# [Provided data]
──────────

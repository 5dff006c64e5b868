use golf_club_selector::args::{self, CleanArgs, Command};
use golf_club_selector::controller::selector::{configure_routes, new_session};
use golf_club_selector::model::ShotForm;
use golf_club_selector::one_shot::run_one_shot;

use actix_files::Files;
use actix_web::web::Data;
use actix_web::{App, HttpServer};
use serde_json::json;

#[actix_web::main]
async fn main() -> Result<(), Box<dyn std::error::Error>> {
    let args = match args::args_checks() {
        Ok(args) => args,
        Err(e) => {
            eprintln!("{}", json!({"startup":"args","error": e.to_string()}));
            std::process::exit(2);
        }
    };

    match args.command.clone() {
        Command::Recommend {
            distance,
            elevation,
            wind_speed,
            wind_dir,
        } => {
            let form = ShotForm {
                distance,
                elevation,
                wind_speed,
                wind_dir,
            };
            let report = run_one_shot(args.bag, args.tuning, form)?;
            println!("{}", serde_json::to_string_pretty(&report)?);
            Ok(())
        }
        Command::Serve => serve(args).await,
    }
}

async fn serve(args: CleanArgs) -> Result<(), Box<dyn std::error::Error>> {
    let store = new_session(args.bag, args.tuning);
    eprintln!(
        "{}",
        json!({"startup":"serve","host": args.host, "port": args.port})
    );

    HttpServer::new(move || {
        App::new()
            .app_data(Data::new(store.clone()))
            .configure(configure_routes)
            .service(Files::new("/static", "./static")) // Serve the static files
    })
    .bind((args.host.as_str(), args.port))?
    .run()
    .await?;
    Ok(())
}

──────────

# [Task statement]
Copy out each line of the listing where the string "main" appears.

# [Reply to the exercise]
#[actix_web::main]
async fn main() -> Result<(), Box<dyn std::error::Error>> {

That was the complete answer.